§ Task to complete
For the word "into", report how many lines of the records below contain it, and nothing more.

Stored data entries:
◇ ◇ ◇ ◇ ◇ ◇ ◇
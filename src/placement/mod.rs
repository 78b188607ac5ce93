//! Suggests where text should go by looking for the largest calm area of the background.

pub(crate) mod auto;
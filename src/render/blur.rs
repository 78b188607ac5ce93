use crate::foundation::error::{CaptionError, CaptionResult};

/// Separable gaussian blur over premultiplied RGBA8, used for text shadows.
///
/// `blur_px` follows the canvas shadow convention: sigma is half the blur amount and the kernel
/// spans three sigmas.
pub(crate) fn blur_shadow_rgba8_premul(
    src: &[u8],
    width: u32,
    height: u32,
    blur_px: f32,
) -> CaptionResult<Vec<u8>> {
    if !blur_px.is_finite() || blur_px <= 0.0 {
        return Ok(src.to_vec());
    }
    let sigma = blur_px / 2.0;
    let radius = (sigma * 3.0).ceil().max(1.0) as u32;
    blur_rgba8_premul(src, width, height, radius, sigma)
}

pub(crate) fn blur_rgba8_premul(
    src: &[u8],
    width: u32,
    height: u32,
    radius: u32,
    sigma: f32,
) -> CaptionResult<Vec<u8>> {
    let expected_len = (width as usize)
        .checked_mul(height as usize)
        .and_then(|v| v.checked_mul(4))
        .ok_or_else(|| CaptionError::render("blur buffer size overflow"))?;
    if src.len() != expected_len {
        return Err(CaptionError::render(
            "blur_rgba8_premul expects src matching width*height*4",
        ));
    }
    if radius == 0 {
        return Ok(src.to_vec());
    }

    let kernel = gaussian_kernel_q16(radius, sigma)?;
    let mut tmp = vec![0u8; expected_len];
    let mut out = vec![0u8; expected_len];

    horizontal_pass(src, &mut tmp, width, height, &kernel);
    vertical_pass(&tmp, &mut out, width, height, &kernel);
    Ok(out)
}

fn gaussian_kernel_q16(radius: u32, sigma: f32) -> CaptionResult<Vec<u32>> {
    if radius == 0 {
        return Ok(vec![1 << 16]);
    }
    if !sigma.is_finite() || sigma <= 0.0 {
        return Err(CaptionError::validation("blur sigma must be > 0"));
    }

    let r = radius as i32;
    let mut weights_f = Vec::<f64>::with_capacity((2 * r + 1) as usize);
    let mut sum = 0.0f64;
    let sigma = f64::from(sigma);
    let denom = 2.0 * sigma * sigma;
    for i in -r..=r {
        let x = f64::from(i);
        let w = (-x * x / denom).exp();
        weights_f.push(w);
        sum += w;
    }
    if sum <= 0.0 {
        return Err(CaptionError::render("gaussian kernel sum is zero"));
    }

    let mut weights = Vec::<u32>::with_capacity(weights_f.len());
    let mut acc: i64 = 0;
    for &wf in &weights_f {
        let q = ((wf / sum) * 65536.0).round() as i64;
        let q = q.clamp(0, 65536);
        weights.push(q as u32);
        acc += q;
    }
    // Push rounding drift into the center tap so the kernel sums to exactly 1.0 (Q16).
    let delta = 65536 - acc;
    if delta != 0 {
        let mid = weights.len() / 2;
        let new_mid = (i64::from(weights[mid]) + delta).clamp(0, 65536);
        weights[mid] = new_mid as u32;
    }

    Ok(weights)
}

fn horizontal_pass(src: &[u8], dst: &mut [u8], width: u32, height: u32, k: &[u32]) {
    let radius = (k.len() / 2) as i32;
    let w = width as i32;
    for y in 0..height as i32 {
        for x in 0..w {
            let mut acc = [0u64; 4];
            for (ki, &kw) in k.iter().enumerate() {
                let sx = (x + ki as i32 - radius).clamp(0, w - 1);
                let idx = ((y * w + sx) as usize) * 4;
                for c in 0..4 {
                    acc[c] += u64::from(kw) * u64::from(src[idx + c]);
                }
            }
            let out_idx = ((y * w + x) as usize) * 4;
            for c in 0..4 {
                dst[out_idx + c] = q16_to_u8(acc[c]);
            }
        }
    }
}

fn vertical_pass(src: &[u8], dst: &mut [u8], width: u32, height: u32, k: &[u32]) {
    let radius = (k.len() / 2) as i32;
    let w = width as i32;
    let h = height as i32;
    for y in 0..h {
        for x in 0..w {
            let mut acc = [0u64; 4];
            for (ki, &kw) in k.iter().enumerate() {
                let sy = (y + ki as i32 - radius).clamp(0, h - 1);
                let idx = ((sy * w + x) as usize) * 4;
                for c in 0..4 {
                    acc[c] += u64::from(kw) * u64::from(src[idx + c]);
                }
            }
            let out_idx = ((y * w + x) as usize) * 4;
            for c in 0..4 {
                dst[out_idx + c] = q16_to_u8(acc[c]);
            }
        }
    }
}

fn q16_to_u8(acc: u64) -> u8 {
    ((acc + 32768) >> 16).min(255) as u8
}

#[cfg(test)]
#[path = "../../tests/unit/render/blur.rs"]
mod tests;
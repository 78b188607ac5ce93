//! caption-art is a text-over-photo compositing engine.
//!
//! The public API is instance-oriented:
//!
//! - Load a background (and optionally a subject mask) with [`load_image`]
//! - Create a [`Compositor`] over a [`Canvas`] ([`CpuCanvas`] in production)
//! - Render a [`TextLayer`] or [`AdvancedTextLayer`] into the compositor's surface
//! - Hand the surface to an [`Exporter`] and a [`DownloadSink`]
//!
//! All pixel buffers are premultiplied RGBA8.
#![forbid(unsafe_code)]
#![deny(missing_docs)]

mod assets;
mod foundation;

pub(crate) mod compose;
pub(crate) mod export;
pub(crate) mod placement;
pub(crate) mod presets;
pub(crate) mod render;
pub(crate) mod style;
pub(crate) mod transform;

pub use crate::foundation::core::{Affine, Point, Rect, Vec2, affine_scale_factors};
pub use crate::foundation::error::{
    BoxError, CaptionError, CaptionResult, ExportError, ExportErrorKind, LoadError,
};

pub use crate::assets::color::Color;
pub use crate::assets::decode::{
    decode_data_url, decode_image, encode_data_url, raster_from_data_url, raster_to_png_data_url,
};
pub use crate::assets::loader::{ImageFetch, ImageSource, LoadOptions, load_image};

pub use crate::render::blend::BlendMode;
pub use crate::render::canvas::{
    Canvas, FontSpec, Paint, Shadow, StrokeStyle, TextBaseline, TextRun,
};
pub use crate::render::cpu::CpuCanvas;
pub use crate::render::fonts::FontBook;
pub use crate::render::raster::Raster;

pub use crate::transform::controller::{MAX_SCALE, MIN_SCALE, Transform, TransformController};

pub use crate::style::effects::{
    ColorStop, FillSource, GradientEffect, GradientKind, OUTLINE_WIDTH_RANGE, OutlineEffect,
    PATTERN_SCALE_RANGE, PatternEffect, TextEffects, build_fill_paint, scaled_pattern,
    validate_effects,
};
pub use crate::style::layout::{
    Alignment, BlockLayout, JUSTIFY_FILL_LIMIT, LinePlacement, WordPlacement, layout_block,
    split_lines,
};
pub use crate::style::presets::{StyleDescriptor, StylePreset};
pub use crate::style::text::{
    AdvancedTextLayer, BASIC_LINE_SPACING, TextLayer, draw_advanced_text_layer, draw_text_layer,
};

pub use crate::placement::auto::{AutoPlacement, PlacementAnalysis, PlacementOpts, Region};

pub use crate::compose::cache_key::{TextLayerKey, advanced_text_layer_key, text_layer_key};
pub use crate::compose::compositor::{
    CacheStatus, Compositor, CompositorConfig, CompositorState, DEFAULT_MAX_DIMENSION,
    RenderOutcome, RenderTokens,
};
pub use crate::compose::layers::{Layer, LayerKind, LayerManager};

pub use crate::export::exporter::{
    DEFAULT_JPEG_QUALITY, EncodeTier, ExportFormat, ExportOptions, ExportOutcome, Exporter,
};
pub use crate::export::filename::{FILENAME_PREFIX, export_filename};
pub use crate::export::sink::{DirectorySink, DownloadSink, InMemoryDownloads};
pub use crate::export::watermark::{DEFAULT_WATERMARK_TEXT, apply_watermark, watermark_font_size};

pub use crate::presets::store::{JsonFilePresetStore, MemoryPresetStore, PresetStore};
◇ ◇ ◇ ◇ ◇ ◇ ◇
§ Written solution
2